Norton method with white tile

Let me start with an apology. I am sure this topic has been to death many times over. I have read a large number of the postings but still not sure how to get the result that I want. This is my first post and I am pretty new to using a laser. I am using a Genmitsu LC-50 Plus 10w diode laser. I used Rust-Oleum Painters Touch 2X UltraCover semi-gloss to cover the white tile, one light coat in one direction followed by a light coat at 90 degrees to the first. I ran Material Test and the result is attached.

. Of course, it is hard to see easily from a photo, but I chose 1000 mm/min travel and 47% power for my engraving since this appeared to be the darkest by looking at it under a microscope. This was my second Material Test. The first only had the lower left hand corner which looked viable (1200 to 5000 mm/min and 50 to 100% power). Hence, I did the second based upon the first. In all of the videos that I have watched the results look a much darker black, which is what I would like.

Does my choice of semi-gloss have an effect? I could not get flat. It is hard to judge but what is too little or too much paint or is it a question of experience, and a lot of wasted tiles? I noted that some people have tried other material to paint the tile. Is there an option which is better than white paint with TiO2?

Hoping you can point me in the right direction to minimize the wasted tiles :). I have some gifts that I would like to make. Wherever, possible I use vector images. Haven’t tried jpg, etc… For photos, is it better to try and convert to vector, if possible, or use the photo with the features in LightBurn?

No apology needed. You’re doing great. Welcome.

I agree. Would you be willing to retake this picture in daylight? I see a couple of reflected windows but I can’t tell which squares are microscopically lighter. To be fair though, I do see the 1500mm/min & 1400 mm/min at 20% power having a little bit of fade to them.

There’s so much variation that at your current level of success, it will be genuinely difficult to make a contribution.

The Squares look good, so Scanning offset settings seem spot-on.

This white tile technique makes a clean small black dot on a white background. There isn’t a richness of intermediate gray in the middle of the Material Test. Because vectors produce cleanly, the result from vector work here, is often a stark high-contrast ‘Graphic’ look and feel - like an advertisement or a street-sign. The small accurate dot, however is a great tool for dithering. The photo/image work can be really breathtaking but you can expect to waste a few more tiles getting everything perfect.

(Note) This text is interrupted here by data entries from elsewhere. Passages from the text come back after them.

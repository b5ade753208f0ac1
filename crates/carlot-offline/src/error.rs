#[derive(Debug, thiserror::Error)]
pub enum OfflineError {
    #[error("network request to {url} failed: {reason}")]
    Network { url: String, reason: String },

    #[error("precache of {url} failed with HTTP {status}")]
    Precache { url: String, status: u16 },

    #[error("invalid URL {url}: {source}")]
    InvalidUrl {
        url: String,
        #[source]
        source: url::ParseError,
    },

    #[error("worker is {actual}, expected {expected}")]
    InvalidState {
        expected: &'static str,
        actual: &'static str,
    },
}
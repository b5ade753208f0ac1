use std::{collections::HashMap, sync::Arc};

use axum::{
    extract::{rejection::JsonRejection, Path, Query, State},
    http::header::CACHE_CONTROL,
    response::IntoResponse,
    Extension, Json,
};
use carlot_core::{car_path, handle_with_year_word, Car, CarSpecs};
use carlot_offline::RouteClass;
use serde::Deserialize;

use crate::cache::PRODUCTS_TAG;
use crate::middleware::RequestId;

use super::{ApiError, ApiResponse, AppState};

/// Page size used when walking the full catalogue.
const ALL_CARS_PAGE_SIZE: u32 = 100;

/// Cars shown on the homepage.
pub(super) const HOMEPAGE_LIMIT: u32 = 8;

/// Largest handle batch accepted by the specs endpoint.
const MAX_SPEC_HANDLES: usize = 250;

/// Cache key of the full listing, shared with the sitemap.
pub(super) const ALL_CARS_PATH: &str = "/all-cars";

const HOMEPAGE_PATH: &str = "/";

/// Upstream data cached under the page path it backs.
#[derive(Debug, Clone)]
pub enum CachedPage {
    Listing(Arc<Vec<Car>>),
    Detail(Arc<Car>),
}

#[derive(Debug, Deserialize)]
pub(super) struct CarsQuery {
    pub limit: Option<usize>,
}

#[derive(Debug, Deserialize)]
pub(super) struct SpecsRequest {
    pub handles: Vec<String>,
}

fn page_cache_control() -> [(axum::http::HeaderName, &'static str); 1] {
    [(
        CACHE_CONTROL,
        RouteClass::Page.cache_control().unwrap_or("no-store"),
    )]
}

/// Full listing, cached. Upstream failures degrade to an empty list that is
/// not cached.
pub(super) async fn load_all_cars(state: &AppState) -> Arc<Vec<Car>> {
    if let Some(CachedPage::Listing(cars)) = state.cache.get(ALL_CARS_PATH).await {
        return cars;
    }

    match state.shopify.fetch_all_cars(ALL_CARS_PAGE_SIZE).await {
        Ok(cars) => {
            let cars = Arc::new(cars);
            state
                .cache
                .insert(
                    ALL_CARS_PATH,
                    &[PRODUCTS_TAG],
                    CachedPage::Listing(Arc::clone(&cars)),
                )
                .await;
            cars
        }
        Err(e) => {
            tracing::warn!(error = %e, "failed to fetch all cars; serving empty listing");
            Arc::new(Vec::new())
        }
    }
}

async fn load_homepage_cars(state: &AppState) -> Arc<Vec<Car>> {
    if let Some(CachedPage::Listing(cars)) = state.cache.get(HOMEPAGE_PATH).await {
        return cars;
    }

    match state.shopify.fetch_homepage_cars(HOMEPAGE_LIMIT).await {
        Ok(cars) => {
            let cars = Arc::new(cars);
            state
                .cache
                .insert(
                    HOMEPAGE_PATH,
                    &[PRODUCTS_TAG],
                    CachedPage::Listing(Arc::clone(&cars)),
                )
                .await;
            cars
        }
        Err(e) => {
            tracing::warn!(error = %e, "failed to fetch homepage cars; serving empty listing");
            Arc::new(Vec::new())
        }
    }
}

/// Looks a car up by its Shopify handle or by the pretty slug of its URL.
async fn load_car(state: &AppState, handle: &str) -> Option<Arc<Car>> {
    let path = car_path(handle);
    if let Some(CachedPage::Detail(car)) = state.cache.get(&path).await {
        return Some(car);
    }

    let mut candidates = vec![handle.to_owned()];
    candidates.extend(handle_with_year_word(handle));

    for candidate in candidates {
        match state.shopify.fetch_car_by_handle(&candidate).await {
            Ok(Some(car)) => {
                let car = Arc::new(car);
                state
                    .cache
                    .insert(&path, &[PRODUCTS_TAG], CachedPage::Detail(Arc::clone(&car)))
                    .await;
                return Some(car);
            }
            Ok(None) => {}
            Err(e) => {
                tracing::warn!(handle = %candidate, error = %e, "failed to fetch car");
                return None;
            }
        }
    }
    None
}

pub(super) async fn list_cars(
    State(state): State<AppState>,
    Extension(req_id): Extension<RequestId>,
    Query(query): Query<CarsQuery>,
) -> impl IntoResponse {
    let all = load_all_cars(&state).await;
    let limit = query.limit.unwrap_or(all.len());
    let mut cars: Vec<Car> = all.iter().take(limit).cloned().collect();
    state.status_store.apply_overrides(&mut cars).await;

    (page_cache_control(), Json(ApiResponse::new(cars, req_id.0)))
}

pub(super) async fn homepage_cars(
    State(state): State<AppState>,
    Extension(req_id): Extension<RequestId>,
) -> impl IntoResponse {
    let mut cars = load_homepage_cars(&state).await.as_ref().clone();
    state.status_store.apply_overrides(&mut cars).await;

    (page_cache_control(), Json(ApiResponse::new(cars, req_id.0)))
}

pub(super) async fn get_car(
    State(state): State<AppState>,
    Extension(req_id): Extension<RequestId>,
    Path(handle): Path<String>,
) -> Result<impl IntoResponse, ApiError> {
    let handle = handle.trim();
    let Some(car) = load_car(&state, handle).await else {
        return Err(ApiError::new(
            req_id.0,
            "not_found",
            format!("car '{handle}' not found"),
        ));
    };

    let mut cars = [car.as_ref().clone()];
    state.status_store.apply_overrides(&mut cars).await;
    let [car] = cars;

    Ok((page_cache_control(), Json(ApiResponse::new(car, req_id.0))))
}

pub(super) async fn car_specs(
    State(state): State<AppState>,
    Extension(req_id): Extension<RequestId>,
    payload: Result<Json<SpecsRequest>, JsonRejection>,
) -> Result<Json<ApiResponse<HashMap<String, CarSpecs>>>, ApiError> {
    let Json(request) = payload.map_err(|e| ApiError::from_json_rejection(req_id.0.clone(), &e))?;

    if request.handles.len() > MAX_SPEC_HANDLES {
        return Err(ApiError::new(
            req_id.0,
            "validation_error",
            format!("at most {MAX_SPEC_HANDLES} handles per request"),
        ));
    }

    let specs = match state.shopify.fetch_specs_by_handles(&request.handles).await {
        Ok(specs) => specs,
        Err(e) => {
            tracing::warn!(error = %e, handles = request.handles.len(), "failed to fetch car specs");
            HashMap::new()
        }
    };

    Ok(Json(ApiResponse::new(specs, req_id.0)))
}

This is the go to video for image engraving.

Thanks for the prompt reply. I have taken another pic, which I hope is better to try and make some kind of judgement.

I have attached 3 images. The first is what I am trying to engrave and the second is my first attempt based upon the material test. The first is a hand-drawn bald eagle. I would like to make a gift for the First Nations teenage girl who drew it. The third image is a SVG vectorized version of the first. When I bring it into LightBurn it appears the colors reversed, ie. black is white and white is black, and I can’t figure out why!


Vectors fill the inside shapes.

The rectangular border outline will fill in the ‘Daylight’ around the eagle. When LightBurn gets to the next closed shape, it will be left alone, and the one inside that will be engraved.

Here are some unintentionally astonished looking hexagons.

I hope this makes sense.

The hand drawn eagle takes advantage of an unusual human trait. Our perception of light is logarithmic.

Dithering black dots on a white background is the opposite.

If you adjust the scanned image to make it darker to try to get the feather detail out of the cap, the throat or the lines in the beak you’ll loose the white lines in the body. If you brighten the image you’ll get the body detail but you’ll overexpose all the white.

Right click the image and select ‘Adjust Image’ toward the bottom.

What I’m suggesting is that you have to flatten it to work in a high contrast media.

The Grayscale setting on the left is a ‘Hard-No’. I selected Dither. Jarvis and Stucki would be good alternates and may produce something more appealing than this ‘first shot’.

Here’s the preview.

We’ve recovered the lines in the feathers in the throat and the light texture in the black body.

Finally, the last piece of advice is don’t panic when the preview looks too dark. This tool shows every dot. When the dots are too close, they add up to something that isn’t a fair representation of what’s going to happen. Zoom in until you can see individual dots then you’ll know if you have the gamma right.

Click on the attached images for the larger originals.



Thanks to your help I have succeeded. In the end I sprayed the IPA/TiO2 mixture onto the tile (2 good coats) and let it dry overnight. I used Stucki for the dithering. Photo attached.

Graham J


Wow, this is a great outcome. well done on the tile.